The Mediterranean is c.2,400 mi (3,900 km) long with a maximum width of c.1,000 mi (1,600 km); its greatest depth is c.14,450 ft (4,400 m), off Cape Matapan, Greece. It connects with the Atlantic Ocean through the Strait of Gibraltar; with the Black Sea through the Dardanelles, the Sea of Marmara, and the Bosporus; and with the Red Sea through the Suez Canal. Its chief divisions are the Tyrrhenian, Adriatic, Ionian, and Aegean seas; its chief islands are Sicily, Sardinia, Corsica, Crete, Cyprus, Malta, Rhodes, the Dodecanese, the Cyclades, the Sporades, the Balearic Islands, and the Ionian Islands. Shallows (Adventure Bank) between Sicily and Cape Bon, Tunisia, divide the Mediterranean into two main basins.

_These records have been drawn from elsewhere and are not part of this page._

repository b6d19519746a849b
//! OpenAPI documentation configuration.
//!
//! This module defines the [`ApiDoc`] struct which generates the OpenAPI
//! specification for the REST API. It registers:
//!
//! - **Paths**: every HTTP endpoint from the inbound layer (users, recipes,
//!   health)
//! - **Schemas**: domain type wrappers from
//!   [`crate::inbound::http::schemas`] so domain types stay free of utoipa
//! - **Security**: bearer token authentication scheme
//!
//! The generated specification is used by Swagger UI (debug builds) and
//! exported via `cargo run --bin openapi-dump` for external tooling.

use crate::inbound::http::recipes::{IngredientPayload, RecipePayload};
use crate::inbound::http::schemas::{
    ErrorCodeSchema, ErrorSchema, IngredientSchema, RecipePageSchema, RecipeSchema,
    UserPageSchema, UserSchema,
};
use crate::inbound::http::users::{
    CreateUserBody, LoginRequest, PasswordChangeRequest, SelfUpdateRequest, UserUpdateRequest,
};
use utoipa::openapi::security::{HttpAuthScheme, HttpBuilder, SecurityScheme};
use utoipa::{Modify, OpenApi};

/// Name of the bearer security scheme in the document.
pub const BEARER_SCHEME: &str = "BearerToken";

/// Enrich the generated document with the bearer token security scheme.
struct SecurityAddon;

impl Modify for SecurityAddon {
    fn modify(&self, openapi: &mut utoipa::openapi::OpenApi) {
        let components = openapi
            .components
            .get_or_insert_with(utoipa::openapi::Components::default);

        components.add_security_scheme(
            BEARER_SCHEME,
            SecurityScheme::Http(
                HttpBuilder::new()
                    .scheme(HttpAuthScheme::Bearer)
                    .bearer_format("JWT")
                    .description(Some(
                        "Token returned in the Authorization header of POST /api/v1/login.",
                    ))
                    .build(),
            ),
        );
    }
}

/// OpenAPI document for the REST API.
/// Swagger UI is enabled in debug builds only and used by tooling.
#[derive(OpenApi)]
#[openapi(
    modifiers(&SecurityAddon),
    info(
        title = "Food API",
        description = "Recipes with ingredients and the user accounts that manage them."
    ),
    servers(
        (url = "/", description = "Relative to the deployment base URL")
    ),
    security(("BearerToken" = [])),
    paths(
        crate::inbound::http::users::login,
        crate::inbound::http::users::current_user,
        crate::inbound::http::users::update_self,
        crate::inbound::http::users::change_password,
        crate::inbound::http::users::create_user,
        crate::inbound::http::users::list_users,
        crate::inbound::http::users::get_user,
        crate::inbound::http::users::update_user,
        crate::inbound::http::users::delete_user,
        crate::inbound::http::recipes::list_recipes,
        crate::inbound::http::recipes::get_recipe,
        crate::inbound::http::recipes::create_recipe,
        crate::inbound::http::recipes::update_recipe,
        crate::inbound::http::recipes::delete_recipe,
        crate::inbound::http::health::ready,
        crate::inbound::http::health::live,
    ),
    components(schemas(
        UserSchema,
        UserPageSchema,
        RecipeSchema,
        RecipePageSchema,
        IngredientSchema,
        ErrorSchema,
        ErrorCodeSchema,
        LoginRequest,
        SelfUpdateRequest,
        PasswordChangeRequest,
        CreateUserBody,
        UserUpdateRequest,
        RecipePayload,
        IngredientPayload,
    )),
    tags(
        (name = "users", description = "Login and account management"),
        (name = "recipes", description = "Recipes and their ingredients"),
        (name = "health", description = "Endpoints for health checks")
    )
)]
pub struct ApiDoc;
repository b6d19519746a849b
//! Inbound adapters that translate external requests into domain service
//! calls while keeping framework details at the edge.

pub mod http;
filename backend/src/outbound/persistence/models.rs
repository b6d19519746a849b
//! Internal Diesel row structs for database operations.
//!
//! These types are implementation details of the persistence layer and must
//! never be exposed to the domain.

use diesel::prelude::*;

use super::schema::{ingredients, recipes, users};

/// Row struct for reading from the users table.
#[derive(Debug, Clone, Queryable, Selectable)]
#[diesel(table_name = users)]
#[diesel(check_for_backend(diesel::pg::Pg))]
pub(crate) struct UserRow {
    pub id: i64,
    pub name: String,
    pub enabled: bool,
    pub password: Option<String>,
}

/// Insertable struct for creating user records.
#[derive(Debug, Clone, Insertable)]
#[diesel(table_name = users)]
pub(crate) struct NewUserRow<'a> {
    pub name: &'a str,
    pub enabled: bool,
    pub password: &'a str,
}

/// Full overwrite of the mutable user columns.
#[derive(Debug, Clone, AsChangeset)]
#[diesel(table_name = users)]
#[diesel(treat_none_as_null = true)]
pub(crate) struct UserChangeset<'a> {
    pub name: &'a str,
    pub enabled: bool,
    pub password: Option<&'a str>,
}

// ---------------------------------------------------------------------------
// Recipe models
// ---------------------------------------------------------------------------

#[derive(Debug, Clone, Queryable, Selectable, Identifiable)]
#[diesel(table_name = recipes)]
#[diesel(check_for_backend(diesel::pg::Pg))]
pub(crate) struct RecipeRow {
    pub id: i64,
    pub title: String,
    pub description: String,
}

/// Insertable and changeset form of the recipe columns.
#[derive(Debug, Clone, Insertable, AsChangeset)]
#[diesel(table_name = recipes)]
pub(crate) struct RecipeFields<'a> {
    pub title: &'a str,
    pub description: &'a str,
}

#[derive(Debug, Clone, Queryable, Selectable, Identifiable, Associations)]
#[diesel(table_name = ingredients)]
#[diesel(belongs_to(RecipeRow, foreign_key = recipe_id))]
#[diesel(check_for_backend(diesel::pg::Pg))]
pub(crate) struct IngredientRow {
    pub id: i64,
    pub name: String,
    pub quantity: String,
    pub recipe_id: i64,
}

#[derive(Debug, Clone, Insertable)]
#[diesel(table_name = ingredients)]
pub(crate) struct NewIngredientRow<'a> {
    pub name: &'a str,
    pub quantity: &'a str,
    pub recipe_id: i64,
}

#[derive(Debug, Clone, AsChangeset)]
#[diesel(table_name = ingredients)]
pub(crate) struct IngredientChangeset<'a> {
    pub name: &'a str,
    pub quantity: &'a str,
}
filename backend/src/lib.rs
//! Food API library: recipes with ingredients and the accounts that manage
//! them, served over HTTP with bearer-token sessions.

pub mod doc;
pub mod domain;
pub mod inbound;
pub mod middleware;
pub mod outbound;
pub mod settings;
#[cfg(any(test, feature = "test-support"))]
pub mod test_support;

/// Public OpenAPI surface used by Swagger UI and tooling.
pub use doc::ApiDoc;
pub use domain::trace_id::TraceId;
pub use middleware::Trace;
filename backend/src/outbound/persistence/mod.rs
//! PostgreSQL persistence adapters using Diesel ORM.
//!
//! Concrete implementations of the repository ports backed by PostgreSQL
//! via `diesel-async` with `bb8` connection pooling.
//!
//! - Repository implementations only translate between Diesel rows and
//!   domain types; reconciliation rules live in the domain.
//! - Row structs (`models.rs`) and table definitions (`schema.rs`) stay
//!   private to this module.
//! - Database errors are classified by kind and mapped to the port error
//!   enums.
//!
//! # Example
//!
//! ```no_run
//! use food_api::outbound::persistence::{DbPool, DieselUserRepository, PoolConfig};
//!
//! # async fn demo() -> Result<(), Box<dyn std::error::Error>> {
//! let pool = DbPool::new(PoolConfig::new("postgres://localhost/food")).await?;
//! let users = DieselUserRepository::new(pool);
//! # let _ = users;
//! # Ok(())
//! # }
//! ```

mod diesel_error_mapping;
mod diesel_recipe_repository;
mod diesel_user_repository;
mod migrations;
mod models;
mod pool;
mod schema;

pub use diesel_recipe_repository::DieselRecipeRepository;
pub use diesel_user_repository::DieselUserRepository;
pub use migrations::{MIGRATIONS, MigrationError, run_pending_migrations};
pub use pool::{DEFAULT_POOL_MAX_SIZE, DbPool, PoolConfig, PoolError};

Some of the most ancient civilizations (see Aegaen civilization) flourished around the Mediterranean. It was opened as a highway for commerce by merchants trading from Phoenicia. Carthage, Greece, Sicily, and Rome were rivals for dominance of its shores and trade; under the Roman Empire it became virtually a Roman lake and was called Mare Nostrum [our sea]. Later, the Byzantine Empire and the Arabs dominated the Mediterranean. Between the 11th and 14th cent., Italian city trading states such as Genoa, Venice, and Barcelona dominated the region; they struggled with the Ottomans for naval supremacy, particularly in the E Mediterranean. Products of Asia passed to Europe over Mediterranean trade routes until the establishment of a route around the Cape of Good Hope (late 15th cent.).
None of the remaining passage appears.